Dataset entries:
# # # # # # #

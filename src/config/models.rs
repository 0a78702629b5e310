use crate::humanize::HumanDuration;
use serde::{Deserialize, Serialize};
use std::collections::HashMap;
use std::net::SocketAddr;
use std::path::PathBuf;

/// Top-level configuration
#[derive(Debug, Clone, Default, Deserialize, Serialize)]
pub struct Config {
    #[serde(default)]
    pub server: ServerConfig,
    #[serde(default)]
    pub storage: StorageConfig,
    #[serde(default)]
    pub compactor: CompactorConfig,
    #[serde(default)]
    pub fetcher: FetcherConfig,
    /// Per-tenant overrides keyed by tenant ID
    #[serde(default)]
    pub tenants: HashMap<String, TenantOverrides>,
    #[serde(default)]
    pub telemetry: TelemetryConfig,
}

/// Server configuration
#[derive(Debug, Clone, Deserialize, Serialize)]
pub struct ServerConfig {
    #[serde(default = "default_bind_addr")]
    pub bind_addr: SocketAddr,
}

impl Default for ServerConfig {
    fn default() -> Self {
        Self {
            bind_addr: default_bind_addr(),
        }
    }
}

fn default_bind_addr() -> SocketAddr {
    SocketAddr::from(([0, 0, 0, 0], 8080))
}

/// Storage provider type
#[derive(Debug, Clone, Copy, Default, PartialEq, Eq, Deserialize, Serialize)]
#[serde(rename_all = "lowercase")]
pub enum StorageProvider {
    S3,
    #[default]
    Filesystem,
    Memory,
}

/// Storage configuration
#[derive(Debug, Clone, Deserialize, Serialize)]
pub struct StorageConfig {
    #[serde(default)]
    pub provider: StorageProvider,
    #[serde(default = "default_bucket")]
    pub bucket: String,
    /// Root directory for the filesystem provider
    #[serde(default = "default_root")]
    pub root: PathBuf,
    pub endpoint: Option<String>,
    /// S3 access key (loaded from environment, not from config file)
    #[serde(skip)]
    pub access_key: Option<String>,
    /// S3 secret key (loaded from environment, not from config file)
    #[serde(skip)]
    pub secret_key: Option<String>,
    pub region: Option<String>,
}

impl Default for StorageConfig {
    fn default() -> Self {
        Self {
            provider: StorageProvider::default(),
            bucket: default_bucket(),
            root: default_root(),
            endpoint: None,
            access_key: None,
            secret_key: None,
            region: None,
        }
    }
}

fn default_bucket() -> String {
    "blocks".to_string()
}

fn default_root() -> PathBuf {
    PathBuf::from("data/blocks")
}

/// Compaction planning configuration
#[derive(Debug, Clone, Deserialize, Serialize)]
pub struct CompactorConfig {
    /// Minimum age of level-1 blocks before they can be compacted. 0 disables the check.
    #[serde(default = "default_wait_period")]
    pub wait_period: HumanDuration,
    #[serde(default = "default_sync_interval")]
    pub sync_interval: HumanDuration,
    /// Number of tenants synced in parallel
    #[serde(default = "default_tenant_concurrency")]
    pub tenant_concurrency: usize,
    /// Number of meta-file attribute lookups in flight per job
    #[serde(default = "default_attributes_concurrency")]
    pub attributes_concurrency: usize,
    /// Explicit tenant allow-list; empty means discover from the bucket
    #[serde(default)]
    pub tenants: Vec<String>,
}

impl Default for CompactorConfig {
    fn default() -> Self {
        Self {
            wait_period: default_wait_period(),
            sync_interval: default_sync_interval(),
            tenant_concurrency: default_tenant_concurrency(),
            attributes_concurrency: default_attributes_concurrency(),
            tenants: Vec::new(),
        }
    }
}

fn default_wait_period() -> HumanDuration {
    HumanDuration::from_secs(15 * 60)
}

fn default_sync_interval() -> HumanDuration {
    HumanDuration::from_secs(60 * 60)
}

fn default_tenant_concurrency() -> usize {
    4
}

fn default_attributes_concurrency() -> usize {
    8
}

/// Metadata fetcher filter settings
#[derive(Debug, Clone, Deserialize, Serialize)]
pub struct FetcherConfig {
    /// Exclude ingester blocks whose min time is newer than this. 0 disables.
    #[serde(default)]
    pub min_time_limit: HumanDuration,
    /// Exclude blocks whose max time is older than this. 0 disables.
    #[serde(default)]
    pub retention: HumanDuration,
    /// Blocks marked for deletion longer than this are excluded
    #[serde(default = "default_deletion_delay")]
    pub deletion_delay: HumanDuration,
    #[serde(default)]
    pub exclude_out_of_order: bool,
    #[serde(default = "default_true")]
    pub deduplicate: bool,
}

impl Default for FetcherConfig {
    fn default() -> Self {
        Self {
            min_time_limit: HumanDuration::ZERO,
            retention: HumanDuration::ZERO,
            deletion_delay: default_deletion_delay(),
            exclude_out_of_order: false,
            deduplicate: true,
        }
    }
}

fn default_deletion_delay() -> HumanDuration {
    HumanDuration::from_secs(12 * 60 * 60)
}

fn default_true() -> bool {
    true
}

/// Per-tenant overrides
#[derive(Debug, Clone, Default, Deserialize, Serialize)]
pub struct TenantOverrides {
    /// Object prefix holding the tenant's blocks; defaults to the tenant ID
    pub prefix: Option<String>,
}

/// Telemetry configuration
#[derive(Debug, Clone, Deserialize, Serialize)]
pub struct TelemetryConfig {
    #[serde(default = "default_log_filter")]
    pub log_filter: String,
}

impl Default for TelemetryConfig {
    fn default() -> Self {
        Self {
            log_filter: default_log_filter(),
        }
    }
}

fn default_log_filter() -> String {
    "info".to_string()
}

#[cfg(test)]
mod tests {
    use super::*;
    use std::time::Duration;

    #[test]
    fn test_default_config() {
        let config = Config::default();

        assert_eq!(config.server.bind_addr.to_string(), "0.0.0.0:8080");
        assert_eq!(config.compactor.wait_period.as_duration(), Duration::from_secs(900));
        assert_eq!(config.compactor.tenant_concurrency, 4);
        assert_eq!(config.storage.provider, StorageProvider::Filesystem);
        assert!(config.fetcher.deduplicate);
        assert!(config.fetcher.retention.is_zero());
    }
}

# # # # # # #

WORK ITEM:
I need every line of the data that has the word "ServerConfig"; please list them.

ANSWER TO THE PROBLEM:
    pub server: ServerConfig,
pub struct ServerConfig {
impl Default for ServerConfig {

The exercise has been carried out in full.